Hence, the value of percentile for the minimum value in the vector should be 0 and max value should get a percentile close to 1 but not exactly 1.因此,向量中最小值的百分位数应为 0,而最大值的百分位数应接近 1 但不完全是 1。
Current output:
0.6666667 1.0000000 0.3333333 0.3333333 0.8888889 0.6666667 0.7777778 0.3333333 0.6666667
If we see the above output, for min of number_policies (2) the value is 0.3333 , but I would like this to be 0. For max which is 12, it should not be 1 but 0.99.如果我们看到上面的输出,对于 number_policies (2) 的 min 值是 0.3333 ,但我希望它是 0。对于 max 是 12,它不应该是 1,而是 0.99。
How do I do this in R?我如何在 R 中做到这一点? I have searched for relevant arguments amongst the base functions like ecdf, cume_distr etc but could not find any.
我在基本函数(如 ecdf、cume_distr 等)中搜索了相关参数,但找不到任何参数。 Can someone please help me with this?
有人可以帮我解决这个问题吗?
One solution using the percent_rank()
function would be:使用
percent_rank()
函数的一种解决方案是:
pkgs <- c("tidyverse", "stringi")
invisible(lapply(pkgs, require, character.only = TRUE))
set.seed(2)
n <- 30
db <- tibble(gent_code = paste0(stri_rand_strings(n, 1, '[A-Z]'),
stri_rand_strings(n, 4, '[0-9]')),
nr_pol = sample(1L:100L, n, TRUE))
db %>%
mutate(percentile = percent_rank(nr_pol)) %>%
print(n = n)
which gives the output:这给出了输出:
gent_code nr_pol percentile
<chr> <int> <dbl>
1 E0188 35 0.241
2 S5682 91 0.862
3 O6192 96 0.931
4 E1197 97 1.000
5 Y9358 39 0.345
6 Y0069 63 0.552
7 D2879 14 0.138
8 V6778 25 0.172
9 M6284 75 0.759
10 O3420 69 0.690
11 O2301 35 0.241
12 G1728 3 0.0345
13 T4536 38 0.310
14 E0418 1 0
15 K9373 44 0.414
16 W9335 66 0.621
17 Z4140 58 0.448
18 F1424 62 0.517
19 L9825 96 0.931
20 B8411 59 0.483
21 R0735 41 0.379
22 K8881 81 0.793
23 V9502 87 0.828
24 D9827 5 0.0690
25 J5363 8 0.103
26 M2909 68 0.655
27 D3658 94 0.897
28 J1312 34 0.207
29 Z6347 63 0.552
30 D6342 72 0.724
As you see it starts at 0 as you want, but the highest percentile will be equal to 1, because it reflects the highest number of policies in your data.正如您所看到的,它从您想要的 0 开始,但最高的百分位数将等于 1,因为它反映了数据中策略的最高数量。

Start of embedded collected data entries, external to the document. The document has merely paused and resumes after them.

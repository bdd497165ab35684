// Post handlers
// HTTP handlers for the bulletin board: browsing, searching, creating,
// editing and deleting posts. Pages are rendered server-side from the
// static templates; create/update consume multipart form submissions.

use axum::{
    extract::{Multipart, Query, State},
    response::{Html, IntoResponse, Redirect},
    Form,
};
use serde::Deserialize;
use std::sync::Arc;
use tracing::info;

use crate::{
    error::AppError,
    models::post::{CreatePostRequest, ImageReplacement, ImageSlot, UpdatePostRequest},
    render, AppState,
};

/// Query parameters for the routes addressing a single post
#[derive(Debug, Deserialize)]
pub struct PostQuery {
    pub id: i32,
}

/// Query parameters for the title search
#[derive(Debug, Deserialize)]
pub struct SearchQuery {
    pub query: String,
}

/// Form body of the delete confirmation
#[derive(Debug, Deserialize)]
pub struct DeleteForm {
    pub id: i32,
}

fn multipart_error(err: axum::extract::multipart::MultipartError) -> AppError {
    AppError::Validation(format!("Malformed form data: {}", err))
}

/// Index page: every post as a link, followed by the search form
/// GET /
pub async fn index(State(state): State<Arc<AppState>>) -> Result<Html<String>, AppError> {
    let posts = state.db.list_posts().await?;

    let mut html = render::post_links("이상향 월드컵", &posts);
    html.push_str(&state.templates.load("search.html").await?);

    Ok(Html(html))
}

/// Static post creation form
/// GET /create
pub async fn create_form(State(state): State<Arc<AppState>>) -> Result<Html<String>, AppError> {
    let html = state.templates.load("create.html").await?;
    Ok(Html(html))
}

/// Create a new post from a multipart submission carrying `title`,
/// `content` and the `image1` file field repeated four times.
/// POST /create
///
/// Files are written to the upload directory as the parts stream in; a
/// submission that later fails validation or INSERT leaves orphaned files
/// behind.
pub async fn create_post(
    State(state): State<Arc<AppState>>,
    mut multipart: Multipart,
) -> Result<impl IntoResponse, AppError> {
    let mut title = None;
    let mut content = None;
    let mut image_urls = Vec::new();

    while let Some(field) = multipart.next_field().await.map_err(multipart_error)? {
        // Copy the part name out before the field is consumed below
        let name = field.name().unwrap_or_default().to_string();
        match name.as_str() {
            "title" => title = Some(field.text().await.map_err(multipart_error)?),
            "content" => content = Some(field.text().await.map_err(multipart_error)?),
            "image1" => {
                let original = field.file_name().unwrap_or_default().to_string();
                let data = field.bytes().await.map_err(multipart_error)?;
                image_urls.push(state.uploads.save(&original, &data).await?);
            }
            _ => {}
        }
    }

    let request = CreatePostRequest {
        title: title.unwrap_or_default(),
        content: content.unwrap_or_default(),
        image_urls,
    };

    let post = state.db.create_post(request).await?;

    info!("New post created: {}", post.id);
    Ok(Redirect::to("/"))
}

/// Search posts whose title contains the query substring
/// GET /search?query=
pub async fn search_posts(
    State(state): State<Arc<AppState>>,
    Query(params): Query<SearchQuery>,
) -> Result<Html<String>, AppError> {
    let posts = state.db.search_posts(&params.query).await?;

    info!("Search for '{}' matched {} posts", params.query, posts.len());
    Ok(Html(render::post_links("검색 결과", &posts)))
}

/// Post detail page: two of the four stored images, chosen uniformly at
/// random without replacement
/// GET /post?id=
pub async fn show_post(
    State(state): State<Arc<AppState>>,
    Query(params): Query<PostQuery>,
) -> Result<Html<String>, AppError> {
    let post = state.db.get_post(params.id).await?;

    let [first_image, second_image] = post.random_image_pair();
    let id = post.id.to_string();

    let html = state
        .templates
        .render(
            "post.html",
            &[
                ("post.title", post.title.as_str()),
                ("post.content", post.content.as_str()),
                ("post.id", id.as_str()),
                ("post.image_url1", first_image),
                ("post.image_url2", second_image),
            ],
        )
        .await?;

    Ok(Html(html))
}

/// Edit form pre-filled with the post's title, content and the first two
/// image slots
/// GET /edit?id=
pub async fn edit_form(
    State(state): State<Arc<AppState>>,
    Query(params): Query<PostQuery>,
) -> Result<Html<String>, AppError> {
    let post = state.db.get_post(params.id).await?;
    let id = post.id.to_string();

    let html = state
        .templates
        .render(
            "edit.html",
            &[
                ("post.title", post.title.as_str()),
                ("post.content", post.content.as_str()),
                ("post.id", id.as_str()),
                ("post.image_url1", post.image_url1.as_str()),
                ("post.image_url2", post.image_url2.as_str()),
            ],
        )
        .await?;

    Ok(Html(html))
}

/// Update a post from a multipart submission: `id`, `title` and `content`
/// are required; an optional `image` file replaces the single slot named
/// by the `slot` field (1-4).
/// POST /update
pub async fn update_post(
    State(state): State<Arc<AppState>>,
    mut multipart: Multipart,
) -> Result<impl IntoResponse, AppError> {
    let mut id = None;
    let mut title = None;
    let mut content = None;
    let mut slot = None;
    let mut image_file = None;

    while let Some(field) = multipart.next_field().await.map_err(multipart_error)? {
        let name = field.name().unwrap_or_default().to_string();
        match name.as_str() {
            "id" => id = Some(field.text().await.map_err(multipart_error)?),
            "title" => title = Some(field.text().await.map_err(multipart_error)?),
            "content" => content = Some(field.text().await.map_err(multipart_error)?),
            "slot" => slot = Some(field.text().await.map_err(multipart_error)?),
            "image" => {
                let original = field.file_name().unwrap_or_default().to_string();
                let data = field.bytes().await.map_err(multipart_error)?;
                // Browsers submit an empty part when no file was chosen
                if original.is_empty() && data.is_empty() {
                    continue;
                }
                image_file = Some(state.uploads.save(&original, &data).await?);
            }
            _ => {}
        }
    }

    let id: i32 = id
        .ok_or_else(|| AppError::validation("Post id is required"))?
        .trim()
        .parse()
        .map_err(|_| AppError::validation("Post id must be an integer"))?;

    let image = match image_file {
        Some(filename) => {
            let slot = slot
                .as_deref()
                .and_then(ImageSlot::parse)
                .ok_or_else(|| {
                    AppError::validation("A replacement image requires a slot between 1 and 4")
                })?;
            Some(ImageReplacement { slot, filename })
        }
        None => None,
    };

    let request = UpdatePostRequest {
        id,
        title: title.unwrap_or_default(),
        content: content.unwrap_or_default(),
        image,
    };

    state.db.update_post(request).await?;

    info!("Post updated: {}", id);
    Ok(Redirect::to(&format!("/post?id={}", id)))
}

/// Delete confirmation page
/// GET /delete?id=
pub async fn delete_form(
    State(state): State<Arc<AppState>>,
    Query(params): Query<PostQuery>,
) -> Result<Html<String>, AppError> {
    let post = state.db.get_post(params.id).await?;
    let id = post.id.to_string();

    let html = state
        .templates
        .render("delete.html", &[("post.id", id.as_str())])
        .await?;

    Ok(Html(html))
}

/// Delete a post and return to the index
/// POST /delete
pub async fn delete_post(
    State(state): State<Arc<AppState>>,
    Form(form): Form<DeleteForm>,
) -> Result<impl IntoResponse, AppError> {
    state.db.delete_post(form.id).await?;

    info!("Post deleted: {}", form.id);
    Ok(Redirect::to("/"))
}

EDIT: Forcing 12 in this case to be equal to eg the 99th precentile implies that you have data points higher than 12 in the data.编辑:在这种情况下强制 12 等于例如第 99 个百分位数意味着您的数据点高于 12。 It will be equal to 1 because all of your datapoints are less than or equal to this value.
它将等于 1,因为您的所有数据点都小于或等于此值。
You simply can do this by quantile function:您只需通过分位数函数即可完成此操作:
quantile(df, probs = c(0, 0.24, 0.49, 0.74, 0.99))
Hope that helps!!!希望有帮助!!!
I think this is what you want but I'm not sure, you just have to setup the labels
and probs
the way you would like to have it.我想这是你想要的,但我不知道,你只需要设置的
labels
和probs
你想拥有它的方式。
iris2 <- iris
iris2$quartile_number <- cut(iris$Sepal.Length,
quantile(iris$Sepal.Length) ,
include.lowest=T,
labels=c(.25, .5, .75, 1))
head(iris2)
Sepal.Length Sepal.Width Petal.Length Petal.Width Species quartile_number
1 5.1 3.5 1.4 0.2 setosa 0.25
2 4.9 3.0 1.4 0.2 setosa 0.25
3 4.7 3.2 1.3 0.2 setosa 0.25
4 4.6 3.1 1.5 0.2 setosa 0.25
5 5.0 3.6 1.4 0.2 setosa 0.25
6 5.4 3.9 1.7 0.4 setosa 0.5
x <- c(3, 12, 2, 2, 7, 3, 5, 2, 3)
(1) Min value 2 is 0% percentile, then you need to remove min value from your vector. (1) 最小值 2 是 0% 百分位数,那么您需要从向量中删除最小值。 (2) Max value 12 is 99% percentile, then you need to add a larger value than max value and fill your vector with max value so as a vector length to be 100.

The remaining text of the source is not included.